Renters’ Rights Act 2025: investigatory powers 27 Dec
England’s private rented sector faces an immediate compliance shift this Christmas week. From Saturday 27 December 2025, the first commencement regulations for the Renters’ Rights Act 2025 switch on the Act’s investigatory powers and supporting definitions, giving local housing authorities sharper tools to demand data and build cases.
What changes on day one is practical. Councils can issue written notices requiring information from a “relevant person” - not just landlords and licensors but also agents and anyone who marketed a property in the previous twelve months. Alongside that sits a broader power to require information from any person where a breach or offence is suspected.
Those notices must set deadlines, specify the format for records, and explain the consequences for non‑compliance. They can require you to create documents in a legible form. The Act also sets out when advertising or telling someone a home is available counts as “marketing a dwelling”, a detail that matters for lettings teams using portals and email lists.

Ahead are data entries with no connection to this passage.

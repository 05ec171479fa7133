//! Field normalization helpers shared by the filter stages and the
//! deduplicator. All functions are pure; unknown input (absent, blank or the
//! `N/A` sentinel) normalizes to the empty string or `None`.

use once_cell::sync::Lazy;
use regex::Regex;

use crate::constants::UNKNOWN_SENTINEL;

static WHITESPACE: Lazy<Regex> = Lazy::new(|| Regex::new(r"\s+").expect("valid regex"));
static PUNCTUATION: Lazy<Regex> = Lazy::new(|| Regex::new(r"[^\w\s]").expect("valid regex"));
static COMPANY_SUFFIX: Lazy<Regex> =
    Lazy::new(|| Regex::new(r"\b(inc|corp|ltd|llc|co)\b").expect("valid regex"));
static COUNTRY: Lazy<Regex> =
    Lazy::new(|| Regex::new(r"\b(usa|us|united states)\b").expect("valid regex"));
static LOCATION_SEPARATORS: Lazy<Regex> =
    Lazy::new(|| Regex::new(r"[,\-()]").expect("valid regex"));
static DIGITS: Lazy<Regex> = Lazy::new(|| Regex::new(r"\d+").expect("valid regex"));

/// State abbreviations folded into their full names
static STATES: Lazy<Vec<(Regex, &'static str)>> = Lazy::new(|| {
    [
        (r"\b(ca|california)\b", "california"),
        (r"\b(ny|new york)\b", "new york"),
        (r"\b(fl|florida)\b", "florida"),
        (r"\b(tx|texas)\b", "texas"),
    ]
    .into_iter()
    .map(|(pattern, name)| (Regex::new(pattern).expect("valid regex"), name))
    .collect()
});

/// Substrings that mark a posting as remote
pub const REMOTE_KEYWORDS: [&str; 8] = [
    "remote",
    "work from home",
    "wfh",
    "telecommute",
    "distributed",
    "anywhere",
    "virtual",
    "home-based",
];

fn is_unknown(text: &str) -> bool {
    let trimmed = text.trim();
    trimmed.is_empty() || trimmed == UNKNOWN_SENTINEL
}

fn collapse_whitespace(text: &str) -> String {
    WHITESPACE.replace_all(text, " ").trim().to_string()
}

/// Canonical form of free text used for signatures and similarity:
/// lowercased, punctuation and corporate suffixes removed, whitespace collapsed.
pub fn normalize_text(text: &str) -> String {
    if is_unknown(text) {
        return String::new();
    }

    let text = collapse_whitespace(&text.to_lowercase());
    let text = PUNCTUATION.replace_all(&text, "");
    let text = COMPANY_SUFFIX.replace_all(&text, "");
    collapse_whitespace(&text)
}

/// Canonical form of a location string: country tokens dropped, a few state
/// abbreviations spelled out, separators flattened to spaces.
pub fn normalize_location(location: &str) -> String {
    if is_unknown(location) {
        return String::new();
    }

    let mut location = COUNTRY
        .replace_all(location.trim().to_lowercase().as_str(), "")
        .into_owned();
    for (pattern, name) in STATES.iter() {
        location = pattern.replace_all(&location, *name).into_owned();
    }
    let location = LOCATION_SEPARATORS.replace_all(&location, " ");
    collapse_whitespace(&location)
}

/// Whether a single piece of text mentions any remote keyword
pub fn mentions_remote(text: &str) -> bool {
    let lower = text.to_lowercase();
    REMOTE_KEYWORDS.iter().any(|keyword| lower.contains(keyword))
}

/// A posting is remote when its location or job type mentions a remote keyword
pub fn is_remote(location: &str, job_type: &str) -> bool {
    mentions_remote(location) || mentions_remote(job_type)
}

/// First salary figure found in a salary string, with `k` expanded to
/// thousands. Ranges yield their lower bound. `None` when no digits exist.
pub fn extract_salary(salary: &str) -> Option<u64> {
    if is_unknown(salary) {
        return None;
    }

    let cleaned = salary
        .replace(['$', ','], "")
        .replace(['k', 'K'], "000");

    DIGITS
        .find(&cleaned)
        .and_then(|digits| digits.as_str().parse::<u64>().ok())
}

#[cfg(test)]
mod tests {
    use super::*;

    #[test]
    fn test_normalize_text_strips_suffixes_and_punctuation() {
        assert_eq!(normalize_text("Google Inc."), "google");
        assert_eq!(normalize_text("  Acme,   Corp  "), "acme");
        assert_eq!(normalize_text("Senior  Python\tDeveloper!"), "senior python developer");
        assert_eq!(normalize_text("Costco Wholesale"), "costco wholesale");
        assert_eq!(normalize_text("N/A"), "");
        assert_eq!(normalize_text(""), "");
    }

    #[test]
    fn test_normalize_location() {
        assert_eq!(normalize_location("San Francisco, CA"), "san francisco california");
        assert_eq!(normalize_location("New York, NY, USA"), "new york new york");
        assert_eq!(normalize_location("Austin (TX) - United States"), "austin texas");
        assert_eq!(normalize_location("Miami, FL"), "miami florida");
        assert_eq!(normalize_location("N/A"), "");
    }

    #[test]
    fn test_remote_detection() {
        assert!(is_remote("Remote - US", ""));
        assert!(is_remote("Seattle, WA", "Full-time, Work From Home"));
        assert!(is_remote("Anywhere", "N/A"));
        assert!(!is_remote("Seattle, WA", "Full-time"));
    }

    #[test]
    fn test_extract_salary() {
        assert_eq!(extract_salary("$80,000"), Some(80_000));
        assert_eq!(extract_salary("$100,000-$120,000"), Some(100_000));
        assert_eq!(extract_salary("90k - 110k a year"), Some(90_000));
        assert_eq!(extract_salary("120K"), Some(120_000));
        assert_eq!(extract_salary("Competitive"), None);
        assert_eq!(extract_salary("N/A"), None);
        assert_eq!(extract_salary(""), None);
    }
}
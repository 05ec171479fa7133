//! Filter phase metrics
//!
//! Counters for how many records each stage sees, keeps and drops. The crate
//! never installs a recorder; whoever embeds it decides where metrics go, and
//! without one these calls are no-ops.

/// Build a metric name for a phase, e.g. `job_scraper_filter_records_in_total`
macro_rules! phase_metric {
    (counter, $phase:literal, $name:literal) => {
        concat!("job_scraper_", $phase, "_", $name, "_total")
    };
    (gauge, $phase:literal, $name:literal) => {
        concat!("job_scraper_", $phase, "_", $name)
    };
}

/// Metrics collection for the filtering phase
pub struct FilterMetrics;

impl FilterMetrics {
    /// Record one stage run
    pub fn record_stage(stage: &str, before: usize, after: usize) {
        ::metrics::counter!(phase_metric!(counter, "filter", "records_in"), "stage" => stage.to_string())
            .increment(before as u64);
        ::metrics::counter!(phase_metric!(counter, "filter", "records_out"), "stage" => stage.to_string())
            .increment(after as u64);
        ::metrics::counter!(phase_metric!(counter, "filter", "records_dropped"), "stage" => stage.to_string())
            .increment(before.saturating_sub(after) as u64);
    }

    /// Record duplicates removed by a dedup run
    pub fn record_duplicates(count: usize) {
        ::metrics::counter!(phase_metric!(counter, "dedup", "duplicates")).increment(count as u64);
    }

    /// Size of the last pipeline result
    pub fn record_pipeline_output(count: usize) {
        ::metrics::gauge!(phase_metric!(gauge, "pipeline", "output_records")).set(count as f64);
    }
}
//! Posted-date parsing. Scrapers hand us anything from "3 days ago" to
//! RFC 3339 timestamps; everything is resolved against an explicit reference
//! time so results are reproducible.

use chrono::{DateTime, Duration, NaiveDate, NaiveDateTime, NaiveTime};
use once_cell::sync::Lazy;
use regex::Regex;

use crate::constants::UNKNOWN_SENTINEL;

static FIRST_NUMBER: Lazy<Regex> = Lazy::new(|| Regex::new(r"\d+").expect("valid regex"));

/// Date-time layouts tried as part of the general-purpose tier
const GENERAL_DATETIME_FORMATS: [&str; 4] = [
    "%Y-%m-%dT%H:%M:%S",
    "%Y-%m-%dT%H:%M:%S%.f",
    "%Y-%m-%dT%H:%M",
    "%Y/%m/%d %H:%M:%S",
];

/// Date-only layouts tried as part of the general-purpose tier
const GENERAL_DATE_FORMATS: [&str; 8] = [
    "%B %d, %Y",
    "%b %d, %Y",
    "%B %d %Y",
    "%b %d %Y",
    "%d %B %Y",
    "%d %b %Y",
    "%Y/%m/%d",
    "%d.%m.%Y",
];

/// Explicit fallback layouts, in priority order
const FALLBACK_DATE_FORMATS: [&str; 3] = ["%Y-%m-%d", "%m/%d/%Y", "%d/%m/%Y"];
const FALLBACK_DATETIME_FORMATS: [&str; 1] = ["%Y-%m-%d %H:%M:%S"];

/// Parse a posted-date string relative to `now`. Returns `None` when the
/// text cannot be understood; callers treat that as "keep the record".
pub fn parse_posted_date(text: &str, now: NaiveDateTime) -> Option<NaiveDateTime> {
    let trimmed = text.trim();
    if trimmed.is_empty() || trimmed == UNKNOWN_SENTINEL {
        return None;
    }
    let lower = trimmed.to_lowercase();

    if lower.contains("ago") {
        if let Some(posted) = parse_relative(&lower, now) {
            return Some(posted);
        }
    }

    if lower.contains("today") || lower.contains("just posted") || lower.contains("just now") {
        return Some(now);
    }
    if lower.contains("yesterday") {
        return now.checked_sub_signed(Duration::days(1));
    }

    parse_general(trimmed).or_else(|| parse_fallback(trimmed))
}

/// "N <unit>s ago". Months count as 30 days.
fn parse_relative(lower: &str, now: NaiveDateTime) -> Option<NaiveDateTime> {
    let amount: i64 = FIRST_NUMBER.find(lower)?.as_str().parse().ok()?;

    let delta = if lower.contains("hour") {
        Duration::try_hours(amount)
    } else if lower.contains("day") {
        Duration::try_days(amount)
    } else if lower.contains("week") {
        Duration::try_weeks(amount)
    } else if lower.contains("month") {
        amount.checked_mul(30).and_then(Duration::try_days)
    } else if lower.contains("minute") {
        Duration::try_minutes(amount)
    } else {
        None
    }?;

    now.checked_sub_signed(delta)
}

fn parse_general(text: &str) -> Option<NaiveDateTime> {
    if let Ok(parsed) = DateTime::parse_from_rfc3339(text) {
        return Some(parsed.naive_utc());
    }
    if let Ok(parsed) = DateTime::parse_from_rfc2822(text) {
        return Some(parsed.naive_utc());
    }

    GENERAL_DATETIME_FORMATS
        .iter()
        .find_map(|format| NaiveDateTime::parse_from_str(text, format).ok())
        .or_else(|| parse_date_with(text, &GENERAL_DATE_FORMATS))
}

fn parse_fallback(text: &str) -> Option<NaiveDateTime> {
    parse_date_with(text, &FALLBACK_DATE_FORMATS).or_else(|| {
        FALLBACK_DATETIME_FORMATS
            .iter()
            .find_map(|format| NaiveDateTime::parse_from_str(text, format).ok())
    })
}

fn parse_date_with(text: &str, formats: &[&str]) -> Option<NaiveDateTime> {
    formats
        .iter()
        .find_map(|format| NaiveDate::parse_from_str(text, format).ok())
        .map(|date| date.and_time(NaiveTime::MIN))
}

There is teeth behind the paperwork. Failing to respond without a reasonable excuse - or supplying information that is knowingly false or misleading - can amount to an offence, with government guidance pointing to a level 3 fine in some cases. The guidance is explicit that the new information powers are there to help councils gather usable evidence.
Entry powers are also tightening. In defined circumstances, officers may enter with or without a warrant, and changes to the Housing Act 2004 mean that for “qualifying residential premises” owners can be notified after entry within a reasonable period. Occupiers can waive the usual 24‑hour notice - but only if everyone entitled to notice agrees - so expect more same‑day visits where risk is high.

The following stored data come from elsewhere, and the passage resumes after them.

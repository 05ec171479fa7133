use tracing::{debug, info};

use super::{contains_any, prepare_terms, FilterOutcome, JobFilter};
use crate::constants::{FIELD_COMPANY, STAGE_COMPANY};
use crate::types::JobRecord;

/// Include/exclude by company name. Matching is case-insensitive substring,
/// so "BadCompany" also catches "BadCompany Ltd". Exclusion always wins.
#[derive(Debug, Clone, Default)]
pub struct CompanyFilter {
    include_companies: Vec<String>,
    exclude_companies: Vec<String>,
}

impl CompanyFilter {
    pub fn new(include_companies: &[String], exclude_companies: &[String]) -> Self {
        Self {
            include_companies: prepare_terms(include_companies),
            exclude_companies: prepare_terms(exclude_companies),
        }
    }

    fn accepts(&self, record: &JobRecord) -> bool {
        let company = record.text(FIELD_COMPANY).trim().to_lowercase();

        if contains_any(&company, &self.exclude_companies) {
            debug!(company = %company, "Dropping excluded company");
            return false;
        }

        self.include_companies.is_empty() || contains_any(&company, &self.include_companies)
    }
}

impl JobFilter for CompanyFilter {
    fn name(&self) -> &'static str {
        STAGE_COMPANY
    }

    fn filter(&self, records: Vec<JobRecord>) -> FilterOutcome {
        if self.include_companies.is_empty() && self.exclude_companies.is_empty() {
            return FilterOutcome::pass_through(records);
        }

        let original_count = records.len();
        let kept: Vec<JobRecord> = records.into_iter().filter(|r| self.accepts(r)).collect();

        let outcome = FilterOutcome::kept(original_count, kept);
        info!(
            "Company filter: kept {} jobs (filtered out {})",
            outcome.stats.final_count, outcome.stats.filtered_out
        );
        outcome
    }
}

#[cfg(test)]
mod tests {
    use super::*;

    fn names(values: &[&str]) -> Vec<String> {
        values.iter().map(|v| v.to_string()).collect()
    }

    fn company(name: &str) -> JobRecord {
        JobRecord::new().with("title", "Engineer").with("company", name)
    }

    #[test]
    fn test_exclude_matches_despite_suffix() {
        let filter = CompanyFilter::new(&[], &names(&["BadCompany"]));
        let outcome = filter.filter(vec![company("BadCompany Ltd"), company("GoodCo")]);

        assert_eq!(outcome.records.len(), 1);
        assert_eq!(outcome.records[0].text("company"), "GoodCo");
    }

    #[test]
    fn test_exclude_wins_over_include() {
        let filter = CompanyFilter::new(&names(&["acme"]), &names(&["acme labs"]));
        let outcome = filter.filter(vec![
            company("Acme Labs"),
            company("Acme Corp"),
            company("Initech"),
        ]);

        let kept: Vec<&str> = outcome.records.iter().map(|r| r.text("company")).collect();
        assert_eq!(kept, vec!["Acme Corp"]);
        assert_eq!(outcome.stats.filtered_out, 2);
    }

    #[test]
    fn test_missing_company_fails_include_list() {
        let filter = CompanyFilter::new(&names(&["acme"]), &[]);
        let outcome = filter.filter(vec![JobRecord::new().with("title", "Engineer")]);
        assert!(outcome.records.is_empty());
    }
}
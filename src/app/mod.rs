pub mod filter_use_case;
pub mod ports;
pub mod sort;

pub use filter_use_case::{deduplicate_jobs, filter_jobs_by_criteria, FilterRunResult, FilterUseCase};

Money is at stake too. The Act inserts a new section 6A into the Housing Act 2004, allowing councils to impose a civil penalty - capped at £7,000 - alongside enforcement where a Category 1 hazard exists or a Type 1 requirement is not met. Ministers also plan statutory guidance to steer how authorities set those penalties, with the framework flagged for Phase 1 implementation work.

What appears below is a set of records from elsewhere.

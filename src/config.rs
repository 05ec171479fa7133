use serde::{Deserialize, Serialize};
use std::fs;
use std::path::{Path, PathBuf};
use tracing::warn;

use crate::constants::{
    CONFIG_PATH_ENV, DEFAULT_CONFIG_PATH, DEFAULT_LOG_LEVEL, DEFAULT_SIMILARITY_THRESHOLD,
    DEFAULT_SORT_BY, DEFAULT_SORT_ORDER, FALLBACK_EXCLUDE_KEYWORDS, FALLBACK_EXPERIENCE_LEVELS,
    FALLBACK_KEYWORDS, FALLBACK_MAX_AGE_DAYS, SORTABLE_FIELDS,
};
use crate::error::{JobScraperError, Result};
use crate::pipeline::processing::filters::FilterCriteria;
use crate::types::ExperienceLevel;

#[derive(Debug, Clone, Default, PartialEq, Serialize, Deserialize)]
#[serde(default)]
pub struct Config {
    pub filters: FilterCriteria,
    pub location: LocationConfig,
    pub output: OutputConfig,
    pub logging: LoggingConfig,
}

/// Optional location stage; inactive unless preferred or excluded locations are set
#[derive(Debug, Clone, PartialEq, Serialize, Deserialize)]
#[serde(default)]
pub struct LocationConfig {
    pub preferred: Vec<String>,
    pub excluded: Vec<String>,
    pub allow_remote: bool,
    pub exact_match: bool,
}

impl Default for LocationConfig {
    fn default() -> Self {
        Self {
            preferred: Vec::new(),
            excluded: Vec::new(),
            allow_remote: true,
            exact_match: false,
        }
    }
}

impl LocationConfig {
    pub fn is_active(&self) -> bool {
        self.preferred.iter().chain(&self.excluded).any(|l| !l.trim().is_empty())
    }
}

#[derive(Debug, Clone, PartialEq, Serialize, Deserialize)]
#[serde(default)]
pub struct OutputConfig {
    pub include_duplicates: bool,
    pub similarity_threshold: f64,
    /// Field to sort by; `None` or `"none"` keeps pipeline order
    pub sort_by: Option<String>,
    pub sort_order: String,
}

impl OutputConfig {
    pub fn sort_field(&self) -> Option<&str> {
        self.sort_by.as_deref().filter(|field| *field != "none")
    }

    pub fn descending(&self) -> bool {
        self.sort_order == "desc"
    }
}

impl Default for OutputConfig {
    fn default() -> Self {
        Self {
            include_duplicates: false,
            similarity_threshold: DEFAULT_SIMILARITY_THRESHOLD,
            sort_by: Some(DEFAULT_SORT_BY.to_string()),
            sort_order: DEFAULT_SORT_ORDER.to_string(),
        }
    }
}

#[derive(Debug, Clone, PartialEq, Serialize, Deserialize)]
#[serde(default)]
pub struct LoggingConfig {
    pub level: String,
    /// Directory for JSON log files; console only when unset
    pub directory: Option<PathBuf>,
}

impl Default for LoggingConfig {
    fn default() -> Self {
        Self {
            level: DEFAULT_LOG_LEVEL.to_string(),
            directory: None,
        }
    }
}

impl Config {
    /// Path from the explicit argument, else `JOB_SCRAPER_CONFIG`, else `config.toml`
    pub fn resolve_path(explicit: Option<&Path>) -> PathBuf {
        explicit
            .map(Path::to_path_buf)
            .or_else(|| std::env::var(CONFIG_PATH_ENV).ok().map(PathBuf::from))
            .unwrap_or_else(|| PathBuf::from(DEFAULT_CONFIG_PATH))
    }

    /// Load and validate a config file
    pub fn load(path: &Path) -> Result<Self> {
        let config_content = fs::read_to_string(path).map_err(|e| {
            JobScraperError::Config(format!(
                "Failed to read config file '{}': {}",
                path.display(),
                e
            ))
        })?;

        let config = Self::from_toml(&config_content)?;
        Ok(config)
    }

    /// Like [`Config::load`], but a missing file yields [`Config::fallback`]
    pub fn load_or_default(path: &Path) -> Result<Self> {
        if !path.exists() {
            warn!(
                "Config file {} not found. Using default settings.",
                path.display()
            );
            return Ok(Self::fallback());
        }
        Self::load(path)
    }

    /// Settings used when no config file exists: every experience level,
    /// postings from the last 30 days, programming roles only.
    /// `Config::default()` instead leaves every filter off.
    pub fn fallback() -> Self {
        Self {
            filters: FilterCriteria {
                experience_levels: to_strings(&FALLBACK_EXPERIENCE_LEVELS),
                keywords: to_strings(&FALLBACK_KEYWORDS),
                exclude_keywords: to_strings(&FALLBACK_EXCLUDE_KEYWORDS),
                max_age_days: Some(FALLBACK_MAX_AGE_DAYS),
                ..FilterCriteria::default()
            },
            ..Self::default()
        }
    }

    pub fn from_toml(content: &str) -> Result<Self> {
        let config: Config = toml::from_str(content)?;
        config.validate()?;
        Ok(config)
    }

    pub fn validate(&self) -> Result<()> {
        let threshold = self.output.similarity_threshold;
        if !(0.0..=1.0).contains(&threshold) {
            return Err(JobScraperError::Config(format!(
                "similarity_threshold must be between 0 and 1, got {}",
                threshold
            )));
        }

        if let Some(sort_by) = self.output.sort_field() {
            if !SORTABLE_FIELDS.contains(&sort_by) {
                return Err(JobScraperError::Config(format!(
                    "sort_by must be one of {:?}, got '{}'",
                    SORTABLE_FIELDS, sort_by
                )));
            }
        }

        if !matches!(self.output.sort_order.as_str(), "asc" | "desc") {
            return Err(JobScraperError::Config(format!(
                "sort_order must be 'asc' or 'desc', got '{}'",
                self.output.sort_order
            )));
        }

        for level in self
            .filters
            .experience_levels
            .iter()
            .filter(|level| !level.trim().is_empty())
        {
            level
                .parse::<ExperienceLevel>()
                .map_err(JobScraperError::Config)?;
        }

        if let (Some(min), Some(max)) = (self.filters.min_salary, self.filters.max_salary) {
            if min > 0 && max > 0 && min > max {
                return Err(JobScraperError::Config(format!(
                    "min_salary ({}) is greater than max_salary ({})",
                    min, max
                )));
            }
        }

        Ok(())
    }
}

fn to_strings(values: &[&str]) -> Vec<String> {
    values.iter().map(|value| value.to_string()).collect()
}

#[cfg(test)]
mod tests {
    use super::*;

    #[test]
    fn test_parses_full_config() {
        let config = Config::from_toml(
            r#"
            [filters]
            experience_levels = ["entry", "mid"]
            exclude_companies = ["BadCompany"]
            keywords = ["python"]
            max_age_days = 7
            min_salary = 90000
            remote_only = true

            [location]
            preferred = ["Seattle"]
            allow_remote = false

            [output]
            include_duplicates = true
            similarity_threshold = 0.8
            sort_by = "salary"
            sort_order = "asc"

            [logging]
            level = "debug"
            directory = "logs"
            "#,
        )
        .unwrap();

        assert_eq!(config.filters.experience_levels, vec!["entry", "mid"]);
        assert_eq!(config.filters.max_age_days, Some(7));
        assert_eq!(config.filters.min_salary, Some(90_000));
        assert_eq!(config.filters.max_salary, None);
        assert!(config.filters.remote_only);
        assert!(!config.filters.full_time_only);
        assert!(config.location.is_active());
        assert!(!config.location.allow_remote);
        assert!(config.output.include_duplicates);
        assert_eq!(config.output.sort_by.as_deref(), Some("salary"));
        assert_eq!(config.logging.directory, Some(PathBuf::from("logs")));
    }

    #[test]
    fn test_empty_config_uses_defaults() {
        let config = Config::from_toml("").unwrap();
        assert_eq!(config, Config::default());
        assert_eq!(config.output.similarity_threshold, 0.9);
        assert!(config.location.allow_remote);
        assert!(!config.location.is_active());
    }

    #[test]
    fn test_rejects_invalid_values() {
        assert!(Config::from_toml("[output]\nsimilarity_threshold = 1.5").is_err());
        assert!(Config::from_toml("[output]\nsort_by = \"url\"").is_err());
        assert!(Config::from_toml("[output]\nsort_by = \"none\"").is_ok());
        assert!(Config::from_toml("[output]\nsort_order = \"sideways\"").is_err());
        assert!(Config::from_toml("[filters]\nexperience_levels = [\"guru\"]").is_err());
        assert!(Config::from_toml("[filters]\nexperience_levels = [\"entry\", \"  \"]").is_ok());
        assert!(Config::from_toml("[filters]\nmin_salary = 200000\nmax_salary = 100000").is_err());
    }

    #[test]
    fn test_missing_file_falls_back_to_defaults() {
        let dir = tempfile::tempdir().unwrap();
        let config = Config::load_or_default(&dir.path().join("absent.toml")).unwrap();
        assert_eq!(config, Config::fallback());
        assert_eq!(config.filters.experience_levels, vec!["entry", "mid", "senior"]);
        assert_eq!(config.filters.max_age_days, Some(30));
        assert_eq!(config.filters.exclude_keywords, vec!["sales", "marketing"]);
        assert_eq!(config.output, OutputConfig::default());
        assert!(config.validate().is_ok());
        assert!(Config::load(&dir.path().join("absent.toml")).is_err());
    }
}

Case file, lettings desk: You marketed a two‑bed flat in Manchester on 10 December. On 3 January, the council serves a notice asking for advert copy, portal logs, the date the listing went live and any emails sent to applicants. That sits squarely in scope because a “relevant person” includes anyone who marketed a dwelling for a residential tenancy in the last twelve months. Keep searchable archives of listings and outbound contact, nominate a single handler for notices, and respond in writing by the stated deadline.
Case file, compliance team: A council officer calls at a licensed HMO after neighbours report unsafe electrics. The occupier signs a waiver of the normal 24‑hour notice and the team inspects immediately. Front‑of‑house staff should check ID, note timings and requests, avoid obstructing, and supply copies promptly afterwards. If your access policy assumes 24‑hour notice, update it now to reflect that occupiers can agree to same‑day entry and owners may be notified after the visit.
Remember this is a staged rollout. The headline tenancy reforms - ending section 21, moving to assured periodic tenancies, annual rent‑rise limits and a ban on rent bidding - are due from 1 May 2026. Today’s shift is about evidence gathering; the day‑to‑day tenancy changes land in spring. Plan accordingly.
Our take for landlords and agents: treat this week as a systems job. Map where advertising and tenancy data lives, ensure you can retrieve records by property within hours, brief reception and property managers on how to verify an officer’s ID and who to call internally, and agree a clear written response template with your legal adviser. Good record‑keeping now will reduce friction - and risk - when the main reforms switch on.